*Problem to work on*
Please output the data below exactly as given, starting at its first line and stopping after the line that contains "pub const DEFAULT_CONFIG_FILE: &str".

*Records provided*

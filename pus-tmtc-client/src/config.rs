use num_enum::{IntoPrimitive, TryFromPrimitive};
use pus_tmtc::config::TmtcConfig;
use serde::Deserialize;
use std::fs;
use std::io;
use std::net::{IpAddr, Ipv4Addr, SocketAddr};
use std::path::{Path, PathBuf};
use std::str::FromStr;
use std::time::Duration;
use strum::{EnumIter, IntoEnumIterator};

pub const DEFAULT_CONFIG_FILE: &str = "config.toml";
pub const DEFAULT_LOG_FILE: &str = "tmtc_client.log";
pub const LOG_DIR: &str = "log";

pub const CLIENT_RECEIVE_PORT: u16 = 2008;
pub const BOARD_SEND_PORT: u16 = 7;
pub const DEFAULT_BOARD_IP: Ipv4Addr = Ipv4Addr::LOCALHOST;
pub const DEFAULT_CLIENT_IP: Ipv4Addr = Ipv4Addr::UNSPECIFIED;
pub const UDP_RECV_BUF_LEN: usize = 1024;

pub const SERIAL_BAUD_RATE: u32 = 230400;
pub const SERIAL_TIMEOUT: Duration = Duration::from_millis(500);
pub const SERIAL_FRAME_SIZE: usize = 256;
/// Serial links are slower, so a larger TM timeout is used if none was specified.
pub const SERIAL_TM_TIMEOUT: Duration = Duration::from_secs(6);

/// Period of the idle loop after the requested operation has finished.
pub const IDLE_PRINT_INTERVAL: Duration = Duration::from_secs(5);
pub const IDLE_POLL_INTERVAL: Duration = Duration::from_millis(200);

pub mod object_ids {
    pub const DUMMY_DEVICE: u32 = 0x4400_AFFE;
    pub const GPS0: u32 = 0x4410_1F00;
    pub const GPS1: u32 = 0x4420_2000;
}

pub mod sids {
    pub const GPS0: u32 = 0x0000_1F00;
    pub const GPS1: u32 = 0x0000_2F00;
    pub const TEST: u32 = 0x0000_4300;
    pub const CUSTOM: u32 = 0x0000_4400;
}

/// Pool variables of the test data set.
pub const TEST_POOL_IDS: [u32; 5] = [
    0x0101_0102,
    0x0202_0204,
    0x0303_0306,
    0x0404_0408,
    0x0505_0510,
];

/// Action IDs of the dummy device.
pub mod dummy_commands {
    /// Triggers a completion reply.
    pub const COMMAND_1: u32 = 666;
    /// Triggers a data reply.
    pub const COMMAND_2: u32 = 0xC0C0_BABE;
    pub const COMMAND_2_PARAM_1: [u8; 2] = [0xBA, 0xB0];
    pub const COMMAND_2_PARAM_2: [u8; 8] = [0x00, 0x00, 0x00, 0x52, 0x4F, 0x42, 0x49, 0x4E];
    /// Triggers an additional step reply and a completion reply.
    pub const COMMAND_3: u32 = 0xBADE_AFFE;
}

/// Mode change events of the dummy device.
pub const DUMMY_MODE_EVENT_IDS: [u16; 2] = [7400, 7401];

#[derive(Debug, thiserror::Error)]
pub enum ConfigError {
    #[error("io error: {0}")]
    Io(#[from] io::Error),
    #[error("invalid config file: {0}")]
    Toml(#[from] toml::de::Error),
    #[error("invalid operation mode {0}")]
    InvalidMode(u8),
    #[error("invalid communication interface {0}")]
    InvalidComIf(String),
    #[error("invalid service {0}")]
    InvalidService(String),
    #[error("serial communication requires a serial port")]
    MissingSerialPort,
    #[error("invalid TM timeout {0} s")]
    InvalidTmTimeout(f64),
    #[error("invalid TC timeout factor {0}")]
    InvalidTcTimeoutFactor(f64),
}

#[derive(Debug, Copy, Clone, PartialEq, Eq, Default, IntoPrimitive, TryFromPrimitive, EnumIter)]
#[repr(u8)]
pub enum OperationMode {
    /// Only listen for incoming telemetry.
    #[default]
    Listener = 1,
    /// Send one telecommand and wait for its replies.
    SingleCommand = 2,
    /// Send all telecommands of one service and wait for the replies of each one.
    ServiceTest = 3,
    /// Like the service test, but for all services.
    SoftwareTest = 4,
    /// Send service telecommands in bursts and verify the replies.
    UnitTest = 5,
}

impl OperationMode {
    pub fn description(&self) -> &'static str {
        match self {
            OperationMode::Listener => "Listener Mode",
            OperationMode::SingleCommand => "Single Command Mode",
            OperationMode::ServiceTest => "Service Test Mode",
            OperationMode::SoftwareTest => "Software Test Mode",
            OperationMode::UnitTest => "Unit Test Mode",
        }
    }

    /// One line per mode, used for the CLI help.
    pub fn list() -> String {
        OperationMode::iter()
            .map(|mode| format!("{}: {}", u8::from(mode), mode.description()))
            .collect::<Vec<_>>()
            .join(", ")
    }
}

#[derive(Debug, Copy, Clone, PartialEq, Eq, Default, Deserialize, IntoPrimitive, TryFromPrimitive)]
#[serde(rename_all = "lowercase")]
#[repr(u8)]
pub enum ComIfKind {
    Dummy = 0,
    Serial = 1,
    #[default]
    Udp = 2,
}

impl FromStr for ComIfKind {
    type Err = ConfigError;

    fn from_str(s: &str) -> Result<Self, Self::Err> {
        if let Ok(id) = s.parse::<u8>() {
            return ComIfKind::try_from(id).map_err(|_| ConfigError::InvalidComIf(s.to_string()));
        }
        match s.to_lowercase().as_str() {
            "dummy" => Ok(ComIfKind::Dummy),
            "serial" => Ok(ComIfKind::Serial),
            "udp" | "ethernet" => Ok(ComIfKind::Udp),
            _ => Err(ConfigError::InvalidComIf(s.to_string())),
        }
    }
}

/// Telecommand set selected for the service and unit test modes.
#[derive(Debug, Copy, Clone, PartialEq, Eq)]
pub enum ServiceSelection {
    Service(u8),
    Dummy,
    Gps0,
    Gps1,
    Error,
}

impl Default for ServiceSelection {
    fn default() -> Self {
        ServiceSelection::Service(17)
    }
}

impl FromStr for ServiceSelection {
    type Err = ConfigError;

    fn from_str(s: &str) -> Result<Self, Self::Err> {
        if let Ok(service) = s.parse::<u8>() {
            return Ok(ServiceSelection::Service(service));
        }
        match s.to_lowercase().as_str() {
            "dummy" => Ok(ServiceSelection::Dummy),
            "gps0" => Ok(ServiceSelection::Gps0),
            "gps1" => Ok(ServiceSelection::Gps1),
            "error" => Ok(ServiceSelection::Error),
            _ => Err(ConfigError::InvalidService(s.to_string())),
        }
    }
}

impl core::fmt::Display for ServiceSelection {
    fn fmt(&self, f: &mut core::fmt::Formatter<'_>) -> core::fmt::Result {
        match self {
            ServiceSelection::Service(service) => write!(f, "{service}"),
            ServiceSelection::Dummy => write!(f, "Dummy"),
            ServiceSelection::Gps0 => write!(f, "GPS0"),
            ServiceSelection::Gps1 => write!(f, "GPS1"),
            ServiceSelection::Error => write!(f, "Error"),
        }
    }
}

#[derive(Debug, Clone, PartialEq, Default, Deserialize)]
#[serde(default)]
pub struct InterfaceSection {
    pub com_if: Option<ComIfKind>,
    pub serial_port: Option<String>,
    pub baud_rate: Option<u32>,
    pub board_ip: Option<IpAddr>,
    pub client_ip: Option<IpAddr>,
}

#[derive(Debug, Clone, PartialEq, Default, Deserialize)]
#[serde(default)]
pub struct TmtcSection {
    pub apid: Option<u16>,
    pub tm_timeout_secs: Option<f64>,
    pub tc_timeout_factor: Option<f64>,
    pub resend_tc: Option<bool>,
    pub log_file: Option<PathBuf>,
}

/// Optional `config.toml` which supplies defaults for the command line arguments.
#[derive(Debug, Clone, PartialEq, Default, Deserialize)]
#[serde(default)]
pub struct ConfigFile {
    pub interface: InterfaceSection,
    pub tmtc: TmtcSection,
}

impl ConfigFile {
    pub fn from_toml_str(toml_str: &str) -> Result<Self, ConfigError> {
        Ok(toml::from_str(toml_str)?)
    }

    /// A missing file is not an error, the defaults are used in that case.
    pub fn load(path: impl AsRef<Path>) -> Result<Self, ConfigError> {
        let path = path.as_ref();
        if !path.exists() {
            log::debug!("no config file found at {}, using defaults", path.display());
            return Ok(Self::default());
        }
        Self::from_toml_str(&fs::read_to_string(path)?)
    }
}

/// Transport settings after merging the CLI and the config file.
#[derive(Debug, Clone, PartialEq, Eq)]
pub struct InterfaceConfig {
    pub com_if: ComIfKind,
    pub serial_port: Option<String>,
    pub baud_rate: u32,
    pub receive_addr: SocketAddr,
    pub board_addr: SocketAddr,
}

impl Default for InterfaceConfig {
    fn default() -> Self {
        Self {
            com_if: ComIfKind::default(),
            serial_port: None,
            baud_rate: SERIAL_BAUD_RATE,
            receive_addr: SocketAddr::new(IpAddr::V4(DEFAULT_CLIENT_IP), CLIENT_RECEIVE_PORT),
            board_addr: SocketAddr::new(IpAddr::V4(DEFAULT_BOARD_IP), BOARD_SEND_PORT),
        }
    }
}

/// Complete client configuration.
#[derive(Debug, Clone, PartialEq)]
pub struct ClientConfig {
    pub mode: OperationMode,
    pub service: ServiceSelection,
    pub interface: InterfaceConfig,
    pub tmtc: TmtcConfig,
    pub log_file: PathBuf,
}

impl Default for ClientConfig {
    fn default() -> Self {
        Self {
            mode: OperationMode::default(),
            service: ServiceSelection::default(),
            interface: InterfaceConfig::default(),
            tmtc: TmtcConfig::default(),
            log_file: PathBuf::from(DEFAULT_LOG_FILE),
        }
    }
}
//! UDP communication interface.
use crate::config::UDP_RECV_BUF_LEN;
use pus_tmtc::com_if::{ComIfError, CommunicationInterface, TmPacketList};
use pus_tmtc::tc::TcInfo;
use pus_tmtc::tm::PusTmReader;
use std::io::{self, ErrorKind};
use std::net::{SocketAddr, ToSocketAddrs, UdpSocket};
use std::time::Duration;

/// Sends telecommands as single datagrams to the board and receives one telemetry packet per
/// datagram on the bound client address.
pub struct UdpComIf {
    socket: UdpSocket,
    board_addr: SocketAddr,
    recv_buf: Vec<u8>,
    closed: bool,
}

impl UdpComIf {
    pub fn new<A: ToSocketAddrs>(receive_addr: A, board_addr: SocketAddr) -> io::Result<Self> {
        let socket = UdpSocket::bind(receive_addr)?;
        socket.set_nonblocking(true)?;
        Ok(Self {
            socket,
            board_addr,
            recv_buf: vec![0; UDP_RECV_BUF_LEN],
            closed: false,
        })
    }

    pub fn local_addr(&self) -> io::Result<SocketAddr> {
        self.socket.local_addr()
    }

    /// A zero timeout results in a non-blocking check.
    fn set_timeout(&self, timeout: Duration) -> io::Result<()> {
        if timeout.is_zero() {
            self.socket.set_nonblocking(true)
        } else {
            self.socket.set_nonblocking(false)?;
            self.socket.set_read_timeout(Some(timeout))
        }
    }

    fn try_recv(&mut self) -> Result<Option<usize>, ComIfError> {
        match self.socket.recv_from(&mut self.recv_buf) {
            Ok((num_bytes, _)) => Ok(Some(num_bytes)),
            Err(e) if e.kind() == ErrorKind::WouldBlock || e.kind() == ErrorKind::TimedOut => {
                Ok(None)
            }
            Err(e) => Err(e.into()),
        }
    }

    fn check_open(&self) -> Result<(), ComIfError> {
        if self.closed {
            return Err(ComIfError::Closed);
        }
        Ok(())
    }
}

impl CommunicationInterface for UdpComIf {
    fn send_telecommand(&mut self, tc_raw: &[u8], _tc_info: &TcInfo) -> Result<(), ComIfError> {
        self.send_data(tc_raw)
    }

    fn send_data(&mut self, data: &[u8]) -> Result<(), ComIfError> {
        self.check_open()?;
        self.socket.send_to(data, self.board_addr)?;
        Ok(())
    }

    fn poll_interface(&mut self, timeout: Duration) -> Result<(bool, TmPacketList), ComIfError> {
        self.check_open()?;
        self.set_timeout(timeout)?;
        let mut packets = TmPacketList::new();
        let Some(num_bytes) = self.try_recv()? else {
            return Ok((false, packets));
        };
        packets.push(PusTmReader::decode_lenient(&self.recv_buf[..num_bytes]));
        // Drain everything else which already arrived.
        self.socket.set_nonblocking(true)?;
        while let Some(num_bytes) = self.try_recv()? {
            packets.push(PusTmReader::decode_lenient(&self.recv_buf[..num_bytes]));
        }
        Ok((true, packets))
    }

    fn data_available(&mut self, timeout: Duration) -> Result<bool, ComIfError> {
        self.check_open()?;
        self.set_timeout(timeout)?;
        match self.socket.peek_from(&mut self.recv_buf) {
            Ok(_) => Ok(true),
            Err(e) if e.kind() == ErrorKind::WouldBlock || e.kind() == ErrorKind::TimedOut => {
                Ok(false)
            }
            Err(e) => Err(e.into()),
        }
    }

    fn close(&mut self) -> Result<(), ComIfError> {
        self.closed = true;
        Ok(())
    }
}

*Response to the exercise*
filename pus-tmtc-client/src/config.rs
use num_enum::{IntoPrimitive, TryFromPrimitive};
use pus_tmtc::config::TmtcConfig;
use serde::Deserialize;
use std::fs;
use std::io;
use std::net::{IpAddr, Ipv4Addr, SocketAddr};
use std::path::{Path, PathBuf};
use std::str::FromStr;
use std::time::Duration;
use strum::{EnumIter, IntoEnumIterator};

pub const DEFAULT_CONFIG_FILE: &str = "config.toml";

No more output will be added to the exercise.